Pumping it out would use power not provide power

Reply to
charles

I assumed he meant "when you let the water back in...". With pumped storage all things are relative - hence eg ideas for using abandoned open cast mines.

Reply to
Robin

Trouble with pumped storage is that you need surplus energy to charge it up. I suppose there might be times when there's a lot of wind..

Reply to
charles

Yes. Hydro seems to be widely seen as a good way of coping with the intermittency of wind : efficient (~90%) and established (unlike fancy new batteries etc).

Yet another example of how it pays to be Norwegian.

Reply to
Robin

That is true of pumped storage generally. It is a net user of energy, not a generator. But it does allow time shifting delivery of power for balancing or economic reasons.

Reply to
John Rumm

Not that they cost more to build/install?
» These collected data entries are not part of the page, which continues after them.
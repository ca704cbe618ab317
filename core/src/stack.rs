use crate::error::Fault;

/// # Stack
/// Return addresses for subroutine calls, bounded to a fixed depth.
/// Overflowing or underflowing it is a fault rather than silently growing or
/// returning garbage.
#[derive(Clone, Debug)]
pub struct Stack {
    addresses: Vec<u16>,
    depth: usize,
}

impl Stack {
    pub fn new(depth: usize) -> Self {
        Stack {
            addresses: Vec::with_capacity(depth),
            depth,
        }
    }

    pub fn push(&mut self, addr: u16) -> Result<(), Fault> {
        if self.addresses.len() == self.depth {
            return Err(Fault::StackOverflow { depth: self.depth });
        }
        self.addresses.push(addr);
        Ok(())
    }

    pub fn pop(&mut self) -> Result<u16, Fault> {
        self.addresses.pop().ok_or(Fault::StackUnderflow)
    }

    pub fn len(&self) -> usize {
        self.addresses.len()
    }

    pub fn is_empty(&self) -> bool {
        self.addresses.is_empty()
    }
}
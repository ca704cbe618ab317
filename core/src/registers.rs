use crate::constants::{FLAG_REGISTER, PROGRAM_START, REGISTER_COUNT};

/// # Registers
/// - (v) 16 primary 8-bit registers (V0..VF)
///     - the first 15 (V0..VE) are general purpose registers
///     - the 16th (VF) is overwritten as a carry, borrow or collision flag
/// - (i) a memory address register; only the low 12 bits are meaningful
///
/// Counter
/// - (pc) the address of the next instruction
#[derive(Clone, Debug, PartialEq, Eq)]
pub struct Registers {
    pub v: [u8; REGISTER_COUNT],
    pub i: u16,
    pub pc: u16,
}

impl Registers {
    pub fn new() -> Self {
        Registers {
            v: [0; REGISTER_COUNT],
            i: 0,
            pc: PROGRAM_START,
        }
    }

    pub fn v(&self, x: u8) -> u8 {
        self.v[x as usize]
    }

    pub fn set_v(&mut self, x: u8, value: u8) {
        self.v[x as usize] = value;
    }

    /// VF = 1 if `flag` else 0
    pub fn set_flag(&mut self, flag: bool) {
        self.v[FLAG_REGISTER] = u8::from(flag);
    }

    pub fn flag(&self) -> u8 {
        self.v[FLAG_REGISTER]
    }
}

impl Default for Registers {
    fn default() -> Self {
        Self::new()
    }
}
The elephant in the room today is having to rely on imports to fuel our energy needs.

Reply to
Dave Plowman (News

Rubbish. you manage load by managing generation capacity. As we did with coal Not having uncertain renewable energy takes one huge variable out of the mix.

You dont *need* storage. It becomes a pure cost-benefit decision. As was said of Dinorwig 'it saved us a more expensive extra nuclear power station'.

The HVDC link to Norway with its massive hydro is similar, that probably saves us a power station as well

You simply lower the price of off peak until its all being used up

Yes they can. Norway is rain limited in its hydro. We can run Norway off surplus nuclear when demand is low, saving their rainwater for times of peak demand

We do it every day.

The main thing is to throw unreliable intermittent renewables off the grid so that we don't have to pay for a solution that doesn't work to a problem that doesn't exist, that creates huge problems for the grid

We can't store electricity at grid scale. But we can have stores of uranium, water, oil, gas and coal.

Which we used to cater for peak demand is a cost benefit decision, provided politicians stay out of it.

Reply to
The Natural Philosopher

But letting the sea back in would generate power.